The map images are not stored in the module (.vmod) file. They are stored in board files, which do not have extensions. You may be thinking of the game files, which can be saved with any extension, and I am guessing you are saving them with vsl. I use .vsav. The saved game files do not contain the maps themselves. They contain the names of the maps. The maps are loaded from the board files. You can print the map from the board files, but that will not show any features of the on-going game, nor is it possible to generate an image with multiple maps as a single image, if that is what you are aiming to do, without using some other program.

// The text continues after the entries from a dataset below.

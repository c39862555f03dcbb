//! Application configuration management.

use serde::Deserialize;

/// Application configuration.
#[derive(Debug, Clone, Deserialize)]
pub struct AppConfig {
    /// Database configuration.
    pub database: DatabaseConfig,
}

/// Database configuration.
#[derive(Debug, Clone, Deserialize)]
pub struct DatabaseConfig {
    /// Database connection URL.
    pub url: String,
    /// Maximum number of connections in the pool.
    #[serde(default = "default_max_connections")]
    pub max_connections: u32,
    /// Minimum number of connections in the pool.
    #[serde(default = "default_min_connections")]
    pub min_connections: u32,
}

fn default_max_connections() -> u32 {
    10
}

fn default_min_connections() -> u32 {
    1
}

impl AppConfig {
    /// Loads configuration from environment and config files.
    ///
    /// Layering: `config/default.toml`, then `config/{RUN_MODE}.toml`, then
    /// `CASHBOOK__`-prefixed environment variables. A bare `DATABASE_URL`
    /// variable is also honored as the database URL.
    ///
    /// # Errors
    ///
    /// Returns an error if configuration cannot be loaded.
    pub fn load() -> Result<Self, config::ConfigError> {
        let run_mode = std::env::var("RUN_MODE").unwrap_or_else(|_| "development".to_string());

        let mut builder = config::Config::builder()
            .add_source(config::File::with_name("config/default").required(false))
            .add_source(config::File::with_name(&format!("config/{run_mode}")).required(false))
            .add_source(config::Environment::with_prefix("CASHBOOK").separator("__"));

        if let Ok(url) = std::env::var("DATABASE_URL") {
            builder = builder.set_override("database.url", url)?;
        }

        builder.build()?.try_deserialize()
    }
}
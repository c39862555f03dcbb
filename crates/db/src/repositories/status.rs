//! Status repository: the clearing/reconciliation lifecycle.
//!
//! Status changes run on a narrower path than edits: no version check and
//! no balance math, just the state machine, its timestamp side effects,
//! and an append-only history row — all inside one database transaction.

use chrono::Utc;
use sea_orm::{
    ActiveModelTrait, ColumnTrait, DatabaseConnection, EntityTrait, QueryFilter, QueryOrder, Set,
    TransactionTrait,
};
use uuid::Uuid;

use cashbook_core::ledger::{
    self, transition_timestamps, validate_transition, BulkStatusOutcome, StatusTimestamps,
};
use cashbook_shared::types::{AccountId, OrganizationId, TransactionId, UserId};

use crate::entities::{transaction_status_history, transactions};

use super::error::StoreError;
use super::transaction::ensure_transaction;

/// Status repository for lifecycle transitions.
#[derive(Debug, Clone)]
pub struct StatusRepository {
    db: DatabaseConnection,
}

impl StatusRepository {
    /// Creates a new status repository.
    #[must_use]
    pub const fn new(db: DatabaseConnection) -> Self {
        Self { db }
    }

    /// Transitions a transaction to a new status.
    ///
    /// Validates the transition, applies the timestamp side effects, and
    /// appends the status-history row atomically. The transaction's
    /// `version` is untouched — status changes are tracked separately
    /// from edits.
    ///
    /// # Errors
    ///
    /// `TransactionNotFound` if the id does not resolve in the
    /// organization; `InvalidTransition` for disallowed transitions,
    /// including same-state changes and anything leaving reconciled.
    pub async fn change_status(
        &self,
        organization_id: OrganizationId,
        transaction_id: TransactionId,
        actor: UserId,
        target: ledger::TransactionStatus,
        notes: Option<String>,
    ) -> Result<transaction_status_history::Model, StoreError> {
        self.change_status_scoped(organization_id, None, transaction_id, actor, target, notes)
            .await
    }

    /// Changes the status of many transactions independently.
    ///
    /// Each id commits (or fails) on its own; failures are collected with
    /// human-readable reasons so the caller can retry just those. Ids
    /// outside the given account read as not found.
    pub async fn bulk_change_status(
        &self,
        organization_id: OrganizationId,
        account_id: AccountId,
        actor: UserId,
        transaction_ids: &[TransactionId],
        target: ledger::TransactionStatus,
        notes: Option<String>,
    ) -> BulkStatusOutcome {
        let mut outcome = BulkStatusOutcome::default();

        for &transaction_id in transaction_ids {
            let result = self
                .change_status_scoped(
                    organization_id,
                    Some(account_id),
                    transaction_id,
                    actor,
                    target,
                    notes.clone(),
                )
                .await;

            match result {
                Ok(_) => outcome.record_success(transaction_id),
                Err(err) => outcome.record_failure(transaction_id, err.to_string()),
            }
        }

        tracing::info!(
            target_status = %target,
            successful = outcome.successful.len(),
            failed = outcome.failed.len(),
            "bulk status change finished"
        );

        outcome
    }

    /// Returns the status history of a transaction, newest first.
    ///
    /// # Errors
    ///
    /// Returns `TransactionNotFound` if the id does not resolve in the
    /// organization.
    pub async fn get_status_history(
        &self,
        organization_id: OrganizationId,
        transaction_id: TransactionId,
    ) -> Result<Vec<transaction_status_history::Model>, StoreError> {
        ensure_transaction(&self.db, organization_id, transaction_id).await?;

        let history = transaction_status_history::Entity::find()
            .filter(
                transaction_status_history::Column::TransactionId
                    .eq(transaction_id.into_inner()),
            )
            .order_by_desc(transaction_status_history::Column::ChangedAt)
            .order_by_desc(transaction_status_history::Column::Id)
            .all(&self.db)
            .await?;

        Ok(history)
    }

    async fn change_status_scoped(
        &self,
        organization_id: OrganizationId,
        account_id: Option<AccountId>,
        transaction_id: TransactionId,
        actor: UserId,
        target: ledger::TransactionStatus,
        notes: Option<String>,
    ) -> Result<transaction_status_history::Model, StoreError> {
        let txn = self.db.begin().await?;
        let now = Utc::now();

        let mut query = transactions::Entity::find_by_id(transaction_id.into_inner())
            .filter(transactions::Column::OrganizationId.eq(organization_id.into_inner()));
        if let Some(account_id) = account_id {
            query = query.filter(transactions::Column::AccountId.eq(account_id.into_inner()));
        }
        let model = query
            .one(&txn)
            .await?
            .ok_or(ledger::LedgerError::TransactionNotFound(transaction_id))?;

        let from: ledger::TransactionStatus = model.status.into();
        validate_transition(from, target)?;

        let stamped = transition_timestamps(
            target,
            now,
            StatusTimestamps {
                cleared_at: model.cleared_at.map(|t| t.with_timezone(&Utc)),
                reconciled_at: model.reconciled_at.map(|t| t.with_timezone(&Utc)),
            },
        );

        // Status changes bump neither `version` nor `updated_at`; those
        // belong to the edit path.
        let mut active: transactions::ActiveModel = model.into();
        active.status = Set(target.into());
        active.cleared_at = Set(stamped.cleared_at.map(Into::into));
        active.reconciled_at = Set(stamped.reconciled_at.map(Into::into));
        active.update(&txn).await?;

        let history = transaction_status_history::ActiveModel {
            id: Set(Uuid::now_v7()),
            transaction_id: Set(transaction_id.into_inner()),
            from_status: Set(from.into()),
            to_status: Set(target.into()),
            changed_by: Set(actor.into_inner()),
            notes: Set(notes),
            changed_at: Set(now.into()),
        }
        .insert(&txn)
        .await?;

        txn.commit().await?;
        tracing::debug!(
            transaction_id = %transaction_id,
            from = %from,
            to = %target,
            "status changed"
        );

        Ok(history)
    }
}
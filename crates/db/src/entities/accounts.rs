//! `SeaORM` Entity for the accounts table.
//!
//! `balance` is a maintained running total: every transaction mutation
//! applies its signed delta here inside the same database transaction.

use sea_orm::entity::prelude::*;
use serde::{Deserialize, Serialize};

use super::sea_orm_active_enums::AccountType;

#[derive(Clone, Debug, PartialEq, DeriveEntityModel, Eq, Serialize, Deserialize)]
#[sea_orm(table_name = "accounts")]
pub struct Model {
    #[sea_orm(primary_key, auto_increment = false)]
    pub id: Uuid,
    pub organization_id: Uuid,
    pub name: String,
    pub account_type: AccountType,
    pub balance: Decimal,
    pub transaction_fee: Decimal,
    pub is_active: bool,
    pub created_at: DateTimeWithTimeZone,
    pub updated_at: DateTimeWithTimeZone,
}

#[derive(Copy, Clone, Debug, EnumIter, DeriveRelation)]
pub enum Relation {
    #[sea_orm(
        belongs_to = "super::organizations::Entity",
        from = "Column::OrganizationId",
        to = "super::organizations::Column::Id"
    )]
    Organizations,
    #[sea_orm(has_many = "super::transactions::Entity")]
    Transactions,
}

impl Related<super::organizations::Entity> for Entity {
    fn to() -> RelationDef {
        Relation::Organizations.def()
    }
}

impl Related<super::transactions::Entity> for Entity {
    fn to() -> RelationDef {
        Relation::Transactions.def()
    }
}

impl ActiveModelBehavior for ActiveModel {}
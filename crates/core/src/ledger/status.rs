//! Status state machine for the clearing/reconciliation lifecycle.
//!
//! Transactions move `uncleared <-> cleared -> reconciled`. Reconciled is
//! terminal: no transition leaves it, and reconciled transactions reject
//! every edit elsewhere in the engine. Same-state transitions are rejected
//! rather than treated as no-ops so callers learn their view is stale.

use chrono::{DateTime, Utc};
use serde::{Deserialize, Serialize};

use cashbook_shared::types::TransactionId;

use super::error::LedgerError;
use super::types::TransactionStatus;

/// Validates a status transition.
///
/// Allowed: `uncleared -> cleared`, `cleared -> uncleared`,
/// `cleared -> reconciled`. Everything else — shortcuts, reversals out of
/// reconciled, and `X -> X` — is rejected.
///
/// # Errors
///
/// Returns [`LedgerError::InvalidTransition`] naming both states.
pub fn validate_transition(
    from: TransactionStatus,
    to: TransactionStatus,
) -> Result<(), LedgerError> {
    use TransactionStatus::{Cleared, Reconciled, Uncleared};

    match (from, to) {
        (Uncleared, Cleared) | (Cleared, Uncleared) | (Cleared, Reconciled) => Ok(()),
        _ => Err(LedgerError::InvalidTransition { from, to }),
    }
}

/// The lifecycle timestamps a transaction carries.
#[derive(Debug, Clone, Copy, Default, PartialEq, Eq)]
pub struct StatusTimestamps {
    /// When the transaction entered the cleared state.
    pub cleared_at: Option<DateTime<Utc>>,
    /// When the transaction was reconciled.
    pub reconciled_at: Option<DateTime<Utc>>,
}

/// Computes the timestamps after a (validated) transition.
///
/// Entering cleared stamps `cleared_at` once and keeps the original stamp
/// on re-entry. Entering reconciled stamps `reconciled_at` and backfills
/// `cleared_at` if it was never set. Reverting to uncleared clears both.
#[must_use]
pub fn transition_timestamps(
    to: TransactionStatus,
    now: DateTime<Utc>,
    current: StatusTimestamps,
) -> StatusTimestamps {
    match to {
        TransactionStatus::Uncleared => StatusTimestamps::default(),
        TransactionStatus::Cleared => StatusTimestamps {
            cleared_at: current.cleared_at.or(Some(now)),
            reconciled_at: None,
        },
        TransactionStatus::Reconciled => StatusTimestamps {
            cleared_at: current.cleared_at.or(Some(now)),
            reconciled_at: Some(now),
        },
    }
}

/// One failed item of a bulk status change.
#[derive(Debug, Clone, Serialize, Deserialize)]
pub struct BulkStatusFailure {
    /// The transaction that could not be transitioned.
    pub transaction_id: TransactionId,
    /// Human-readable reason, suitable for display.
    pub reason: String,
}

/// Result of a bulk status change.
///
/// Items are processed independently; failures are collected so the caller
/// can retry just those.
#[derive(Debug, Clone, Default, Serialize, Deserialize)]
pub struct BulkStatusOutcome {
    /// Transactions that reached the target status.
    pub successful: Vec<TransactionId>,
    /// Transactions that did not, with reasons.
    pub failed: Vec<BulkStatusFailure>,
}

impl BulkStatusOutcome {
    /// Records a successful transition.
    pub fn record_success(&mut self, transaction_id: TransactionId) {
        self.successful.push(transaction_id);
    }

    /// Records a failed transition with its reason.
    pub fn record_failure(&mut self, transaction_id: TransactionId, reason: impl Into<String>) {
        self.failed.push(BulkStatusFailure {
            transaction_id,
            reason: reason.into(),
        });
    }
}

#[cfg(test)]
mod tests {
    use super::*;
    use rstest::rstest;
    use TransactionStatus::{Cleared, Reconciled, Uncleared};

    #[rstest]
    #[case(Uncleared, Cleared)]
    #[case(Cleared, Uncleared)]
    #[case(Cleared, Reconciled)]
    fn test_allowed_transitions(#[case] from: TransactionStatus, #[case] to: TransactionStatus) {
        assert!(validate_transition(from, to).is_ok());
    }

    #[rstest]
    #[case(Uncleared, Reconciled)] // no shortcut past cleared
    #[case(Reconciled, Cleared)]
    #[case(Reconciled, Uncleared)]
    #[case(Uncleared, Uncleared)]
    #[case(Cleared, Cleared)]
    #[case(Reconciled, Reconciled)]
    fn test_rejected_transitions(#[case] from: TransactionStatus, #[case] to: TransactionStatus) {
        let result = validate_transition(from, to);
        assert!(matches!(
            result,
            Err(LedgerError::InvalidTransition { from: f, to: t }) if f == from && t == to
        ));
    }

    #[test]
    fn test_clearing_stamps_once() {
        let now = Utc::now();
        let stamped = transition_timestamps(Cleared, now, StatusTimestamps::default());
        assert_eq!(stamped.cleared_at, Some(now));
        assert_eq!(stamped.reconciled_at, None);

        // Re-entering cleared later keeps the original stamp.
        let later = now + chrono::Duration::hours(1);
        let restamped = transition_timestamps(Cleared, later, stamped);
        assert_eq!(restamped.cleared_at, Some(now));
    }

    #[test]
    fn test_reconciling_backfills_cleared_at() {
        let now = Utc::now();
        let stamped = transition_timestamps(Reconciled, now, StatusTimestamps::default());
        assert_eq!(stamped.cleared_at, Some(now));
        assert_eq!(stamped.reconciled_at, Some(now));
    }

    #[test]
    fn test_reconciling_keeps_existing_cleared_at() {
        let cleared = Utc::now();
        let reconciled = cleared + chrono::Duration::days(3);
        let current = StatusTimestamps {
            cleared_at: Some(cleared),
            reconciled_at: None,
        };
        let stamped = transition_timestamps(Reconciled, reconciled, current);
        assert_eq!(stamped.cleared_at, Some(cleared));
        assert_eq!(stamped.reconciled_at, Some(reconciled));
    }

    #[test]
    fn test_unclearing_drops_timestamps() {
        let now = Utc::now();
        let current = StatusTimestamps {
            cleared_at: Some(now),
            reconciled_at: None,
        };
        let stamped = transition_timestamps(Uncleared, now, current);
        assert_eq!(stamped, StatusTimestamps::default());
    }

    #[test]
    fn test_bulk_outcome_collects_both() {
        let mut outcome = BulkStatusOutcome::default();
        let ok_id = TransactionId::new();
        let bad_id = TransactionId::new();

        outcome.record_success(ok_id);
        outcome.record_failure(bad_id, "transaction is already cleared");

        assert_eq!(outcome.successful, vec![ok_id]);
        assert_eq!(outcome.failed.len(), 1);
        assert_eq!(outcome.failed[0].transaction_id, bad_id);
        assert_eq!(outcome.failed[0].reason, "transaction is already cleared");
    }
}
//! Repository error type.

use sea_orm::DbErr;
use thiserror::Error;

use cashbook_core::ledger::LedgerError;

/// Errors surfaced by the repositories.
///
/// Domain failures pass through [`LedgerError`] unchanged so callers can
/// branch on kind; storage failures wrap [`DbErr`].
#[derive(Debug, Error)]
pub enum StoreError {
    /// A ledger domain error.
    #[error(transparent)]
    Ledger(#[from] LedgerError),

    /// Database error.
    #[error("Database error: {0}")]
    Database(#[from] DbErr),
}

impl StoreError {
    /// Returns the ledger error, if this is a domain failure.
    #[must_use]
    pub fn as_ledger(&self) -> Option<&LedgerError> {
        match self {
            Self::Ledger(err) => Some(err),
            Self::Database(_) => None,
        }
    }
}
//! Reconciliation summaries: transaction counts and totals per status.

use rust_decimal::Decimal;
use serde::{Deserialize, Serialize};

use cashbook_shared::types::AccountId;

use super::types::TransactionStatus;

/// Count and amount total for one status group.
#[derive(Debug, Clone, Copy, Default, PartialEq, Eq, Serialize, Deserialize)]
pub struct StatusBucket {
    /// Number of transactions in the group.
    pub count: u64,
    /// Sum of transaction amount magnitudes (not balance-signed).
    pub total: Decimal,
}

impl StatusBucket {
    fn add(&mut self, amount: Decimal) {
        self.count += 1;
        self.total += amount;
    }
}

/// Per-account reconciliation summary.
#[derive(Debug, Clone, Serialize, Deserialize)]
pub struct ReconciliationSummary {
    /// The account summarized.
    pub account_id: AccountId,
    /// The account's display name.
    pub account_name: String,
    /// Transactions not yet seen on a statement.
    pub uncleared: StatusBucket,
    /// Transactions matched against a statement.
    pub cleared: StatusBucket,
    /// Transactions locked in by reconciliation.
    pub reconciled: StatusBucket,
    /// All transactions; equals the sum of the three groups.
    pub overall: StatusBucket,
}

/// Folds `(status, amount)` rows into a reconciliation summary.
///
/// Read-only: amounts are summed as magnitudes, exactly as stored.
#[must_use]
pub fn summarize(
    account_id: AccountId,
    account_name: String,
    rows: impl IntoIterator<Item = (TransactionStatus, Decimal)>,
) -> ReconciliationSummary {
    let mut uncleared = StatusBucket::default();
    let mut cleared = StatusBucket::default();
    let mut reconciled = StatusBucket::default();
    let mut overall = StatusBucket::default();

    for (status, amount) in rows {
        match status {
            TransactionStatus::Uncleared => uncleared.add(amount),
            TransactionStatus::Cleared => cleared.add(amount),
            TransactionStatus::Reconciled => reconciled.add(amount),
        }
        overall.add(amount);
    }

    ReconciliationSummary {
        account_id,
        account_name,
        uncleared,
        cleared,
        reconciled,
        overall,
    }
}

vasl exports .png files, and I believe .png files have a definite idea of how big they are physically. A two-map-row map exported to .png while viewed at zoom 100% is exported at 300 dpi, is 2600 x 2090 pixels, and will print at size 8.667 x 6.967 inches, including a 400 pixel (1.33 inch) white border around the maps. The driver and/or the program you print with will make sure that it actually prints at that size, unless you aren't paying attention and leave a checkbox on that says "fit to page size" or something similar. A map exported while at zoom 50% is exported at 300 dpi and is 1300 x 1045 pixels and 4.33 x 3.483 inches. Again if you print it at its natural size, It will appear on paper as that size (in inches). The printer driver will convert the image dpi and number of pixels to the equivalent on the printer, no matter how printer native dpi varies from dpi in the .png file.
Some image formats do not store the physical size (or dpi) inside themselves (or perhaps some programs don't insert that information in them). In those cases images printed on one printer may have a different size than ones printed on a different printer, but the vasl images do have the dpi information stored in them, so I believe that probably all printers will print the images exported from vasl at the same size (again, barring some other program or driver resizing it).
Depending on what you are aiming to do, one problem may be that the vasl board files are not the same ratio length to width as the true maps. vasl maps are 1800 x 645 pixels. By my measurement physical maps are 8 x 21 15⁄16 inches (I got a range of measures from the different, bad rulers I own; you may want to find a really good ruler to get more precise numbers). If you compare the length to width ratios of physical to vasl you will see they disagree by about 1.5%. So when you zoom to the correct width (372.1% seems to be a number that works to get the right width), the length will be off and vice versa. If your goal is to produce maps that will be compatible with physical maps, you must scale the width and the length independently. There is no vasl zoom level that will produce compatible maps. You should be able to punch numbers into a spreadsheet to get the correct x and y scaling, however. If your goal is to print out maps that are a certain size across but are not concerned with compatibility with physical maps then you should be able to punch in numbers and produce maps that are whatever size you want using either vasl zoom or some other program for scaling.